Power adders such as nitrous oxide, a turbocharger or supercharger increase the heat load in the combustion chamber significantly, which also increases the risk of ring-damaging detonation. For higher output performance engines, moving up to a stronger steel ring is highly recommended.
Grey cast iron is a fragile material with very little tensile strength compared to either ductile iron or steel. Cast iron rings are less expensive than ductile iron or steel, and are perfectly adequate for relatively stock to moderate performance engines. But as an engine’s power output goes up, cast iron rings soon reach their limit.

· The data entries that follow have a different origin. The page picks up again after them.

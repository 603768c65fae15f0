use std::io::Write;
use std::path::{Path, PathBuf};

use chrono::{DateTime, Duration, Utc};
use serde::{Deserialize, Serialize};
use tracing::{debug, warn};

use coldchain_types::error::{ColdchainError, Result};

pub const LOCK_FILE: &str = "lock.json";
const DEFAULT_STALE_LOCK_SECS: i64 = 6 * 60 * 60;

/// Contents of `<state_dir>/lock.json`.
#[derive(Debug, Clone, Serialize, Deserialize)]
pub struct LockEntry {
    pub hostname: String,
    pub pid: u32,
    pub time: DateTime<Utc>,
}

/// Held state-directory lock; released on drop.
#[derive(Debug)]
pub struct StateLock {
    path: PathBuf,
    released: bool,
}

impl StateLock {
    pub fn path(&self) -> &Path {
        &self.path
    }

    pub fn release(mut self) -> Result<()> {
        self.released = true;
        remove_lock_file(&self.path)
    }
}

impl Drop for StateLock {
    fn drop(&mut self) {
        if !self.released {
            if let Err(e) = remove_lock_file(&self.path) {
                warn!(path = %self.path.display(), "failed to release state lock: {e}");
            }
        }
    }
}

/// Acquire the advisory lock guarding `state_dir` against overlapping runs.
///
/// A lock older than six hours is assumed to belong to a killed process and
/// is replaced.
pub fn acquire_lock(state_dir: &Path) -> Result<StateLock> {
    acquire_lock_with_stale_age(state_dir, Duration::seconds(DEFAULT_STALE_LOCK_SECS))
}

pub fn acquire_lock_with_stale_age(state_dir: &Path, stale_after: Duration) -> Result<StateLock> {
    std::fs::create_dir_all(state_dir)?;
    let path = state_dir.join(LOCK_FILE);
    let entry = LockEntry {
        hostname: crate::platform::hostname(),
        pid: std::process::id(),
        time: Utc::now(),
    };
    let data = serde_json::to_vec_pretty(&entry)?;

    for _ in 0..2 {
        match std::fs::OpenOptions::new()
            .write(true)
            .create_new(true)
            .open(&path)
        {
            Ok(mut file) => {
                file.write_all(&data)?;
                file.sync_all()?;
                debug!(path = %path.display(), "state lock acquired");
                return Ok(StateLock {
                    path,
                    released: false,
                });
            }
            Err(e) if e.kind() == std::io::ErrorKind::AlreadyExists => {
                let holder = read_lock(&path);
                match holder {
                    Some(h) if Utc::now().signed_duration_since(h.time) > stale_after => {
                        warn!(
                            hostname = %h.hostname,
                            pid = h.pid,
                            since = %h.time,
                            "removing stale state lock"
                        );
                        remove_lock_file(&path)?;
                    }
                    Some(h) => {
                        return Err(ColdchainError::Locked(format!(
                            "{} (held by {} pid {} since {})",
                            path.display(),
                            h.hostname,
                            h.pid,
                            h.time.to_rfc3339()
                        )))
                    }
                    None => {
                        return Err(ColdchainError::Locked(format!(
                            "{} (unreadable; run `coldchain break-lock` if no other run is active)",
                            path.display()
                        )))
                    }
                }
            }
            Err(e) => return Err(e.into()),
        }
    }
    Err(ColdchainError::Locked(path.display().to_string()))
}

/// Forcibly remove the lock file. Returns whether one existed.
pub fn break_lock(state_dir: &Path) -> Result<bool> {
    let path = state_dir.join(LOCK_FILE);
    if !path.exists() {
        return Ok(false);
    }
    remove_lock_file(&path)?;
    Ok(true)
}

/// Who holds the lock right now, if anyone.
pub fn current_holder(state_dir: &Path) -> Option<LockEntry> {
    read_lock(&state_dir.join(LOCK_FILE))
}

fn read_lock(path: &Path) -> Option<LockEntry> {
    let data = std::fs::read(path).ok()?;
    serde_json::from_slice(&data).ok()
}

fn remove_lock_file(path: &Path) -> Result<()> {
    match std::fs::remove_file(path) {
        Ok(()) => Ok(()),
        Err(e) if e.kind() == std::io::ErrorKind::NotFound => Ok(()),
        Err(e) => Err(e.into()),
    }
}
use clap::{Parser, Subcommand};

#[derive(Parser)]
#[command(
    name = "coldchain",
    version,
    about = "Chained FULL/incremental archives synced to a space-bounded cold vault",
    after_help = "\
Configuration file lookup order:
  1. --config <path>             (explicit flag)
  2. $COLDCHAIN_CONFIG           (environment variable)
  3. ./coldchain.yaml            (project)
  4. $XDG_CONFIG_HOME/coldchain/config.yaml (or ~/.config/coldchain/config.yaml)
  5. /etc/coldchain/config.yaml  (system)

Without a command, coldchain runs `backup` followed by `sync`."
)]
pub(crate) struct Cli {
    /// Path to configuration file (overrides COLDCHAIN_CONFIG and default search)
    #[arg(short, long)]
    pub config: Option<String>,

    /// Verbosity level (-v, -vv, -vvv)
    #[arg(short, long, action = clap::ArgAction::Count)]
    pub verbose: u8,

    #[command(subcommand)]
    pub command: Option<Commands>,
}

#[derive(Subcommand)]
pub(crate) enum Commands {
    /// Produce the next archive of the current chain
    Backup,

    /// Resume vault jobs, reconcile, prune and upload finished chains
    Sync {
        /// Forget exhausted retry records and try those operations again
        #[arg(long)]
        retry_exhausted: bool,
    },

    /// Show sequencer, vault budget and job state
    Status,

    /// List cataloged archives
    List {
        /// Only show archives of this chain
        #[arg(long)]
        chain: Option<String>,
    },

    /// Generate a minimal configuration file
    Config {
        /// Destination path (skips interactive prompt)
        dest: Option<String>,
    },

    /// Remove a stale state-directory lock
    BreakLock,
}

impl Commands {
    pub(crate) fn name(&self) -> &'static str {
        match self {
            Self::Backup => "backup",
            Self::Sync { .. } => "sync",
            Self::Status => "status",
            Self::List { .. } => "list",
            Self::Config { .. } => "config",
            Self::BreakLock => "break-lock",
        }
    }
}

Ductile iron is a strong ring material and has been utilized in both performance applications and in diesel engines for many years. Ductile iron rings are therefore a good upgrade over grey cast iron rings in higher output engines. Steel rings, however, can provide a 20 percent or more improvement both in tensile strength and fatigue strength compared to ductile cast iron.

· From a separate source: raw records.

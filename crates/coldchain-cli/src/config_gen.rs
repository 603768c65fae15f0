use coldchain_core::config;

pub(crate) fn run_config_generate(dest: Option<&str>) -> Result<(), Box<dyn std::error::Error>> {
    let path = match dest {
        Some(d) => std::path::PathBuf::from(d),
        None => pick_config_location()?,
    };

    if path.exists() {
        return Err(format!("file already exists: {}", path.display()).into());
    }

    if let Some(parent) = path.parent() {
        if !parent.as_os_str().is_empty() && !parent.exists() {
            std::fs::create_dir_all(parent)?;
        }
    }

    std::fs::write(&path, config::minimal_config_template())?;
    println!("Config written to: {}", path.display());
    println!("Edit it to set your sources, archive command and vault.");
    Ok(())
}

fn pick_config_location() -> Result<std::path::PathBuf, Box<dyn std::error::Error>> {
    let search_paths = config::default_config_search_paths();

    eprintln!("Where should the config file live?");
    for (i, (path, level)) in search_paths.iter().enumerate() {
        eprintln!("  [{}] {} ({level})", i + 1, path.display());
    }
    eprint!("Choice [1]: ");
    std::io::Write::flush(&mut std::io::stderr())?;

    let mut input = String::new();
    std::io::stdin().read_line(&mut input)?;
    let input = input.trim();

    let selection = if input.is_empty() {
        0
    } else {
        let n: usize = input
            .parse()
            .map_err(|_| format!("invalid choice: '{input}'"))?;
        if n == 0 || n > search_paths.len() {
            return Err(format!("choice out of range: {n}").into());
        }
        n - 1
    };

    Ok(search_paths[selection].0.clone())
}
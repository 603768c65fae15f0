pub mod archive_id;
pub mod chain_id;
pub mod error;
pub mod job_id;

pub use archive_id::ArchiveId;
pub use chain_id::ChainId;
pub use job_id::JobId;
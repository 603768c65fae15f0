use comfy_table::Cell;

use coldchain_core::commands::status;
use coldchain_core::config::ColdchainConfig;
use coldchain_types::ChainId;

use crate::format::{format_bytes, format_level, format_time};
use crate::table::CliTableTheme;

pub(crate) fn run_list(
    config: &ColdchainConfig,
    chain: Option<&str>,
) -> Result<(), Box<dyn std::error::Error>> {
    let chain = chain.map(ChainId::new);
    let archives = status::list_archives(config, chain.as_ref())?;
    if archives.is_empty() {
        println!("No archives found.");
        return Ok(());
    }

    let theme = CliTableTheme::detect();
    let mut table =
        theme.new_data_table(&["Archive", "Chain", "Level", "Created", "Size", "State", "Remote"]);
    for archive in &archives {
        let mut state = archive.upload_state.to_string();
        if archive.awaiting_inventory_since.is_some() {
            state.push_str(" (held)");
        }
        table.add_row(vec![
            Cell::new(archive.archive_id.short()),
            Cell::new(&archive.chain_id),
            Cell::new(format_level(archive.level)),
            Cell::new(format_time(archive.created_at)),
            Cell::new(format_bytes(archive.size_bytes)),
            Cell::new(state),
            Cell::new(archive.remote_archive_id.as_deref().unwrap_or("-")),
        ]);
    }
    println!("{table}");
    Ok(())
}
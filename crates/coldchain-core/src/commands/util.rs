use std::path::Path;

use coldchain_types::error::Result;

use crate::lock;

/// Run `action` while holding the state-directory lock.
/// The lock is released even when the action fails.
pub fn with_state_lock<T>(state_dir: &Path, action: impl FnOnce() -> Result<T>) -> Result<T> {
    let guard = lock::acquire_lock(state_dir)?;
    let result = action();

    match guard.release() {
        Ok(()) => result,
        Err(release_err) => {
            if result.is_err() {
                tracing::warn!("failed to release state lock: {release_err}");
                result
            } else {
                Err(release_err)
            }
        }
    }
}
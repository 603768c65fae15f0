pub mod catalog;
pub mod commands;
pub mod config;
pub mod ledger;
pub mod lock;
pub mod marker;
pub mod platform;
pub mod producer;
pub mod prune;
pub mod reconcile;
pub mod report;
pub mod sequencer;
pub mod store;
pub mod vault;

pub use coldchain_types::error;

#[cfg(test)]
mod tests;
#[cfg(test)]
mod testutil;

One of the reasons why more and more rings are now made of steel is because of the narrower face widths that are now being used in so many ring sets (both original equipment and aftermarket). Thinner, low tension rings reduce friction and are more conformable to the cylinder wall. Consequently, they provide better sealing and less blowby.
A traditional 5/16˝ compression ring may generate 7 to 8 pounds of tension compared to maybe half a pound of tension in a 0.7 mm compression ring in a NASCAR engine. That’s a significant reduction in friction and drag. But it also requires a stronger, more durable ring material.
According to one ring supplier we interviewed, there are two basic types of steel rings being manufactured for the performance aftermarket. One is carbon steel, which is used in ring sets for both performance engines and late model OEM replacement sets. It is 35 percent stronger than grey cast iron, can be coated with moly, chrome plated or run unplated in the bore.
The other type of steel is stainless, which is the material of choice for NASCAR, NHRA Pro Stock and other high end applications running rings as narrow as 0.7 mm. Stainless steel rings cannot be run in a cast iron bore without some type of surface treatment such as gas nitriding or PVD (Physical Vapor Deposition) with an alloy of titanium or chromium.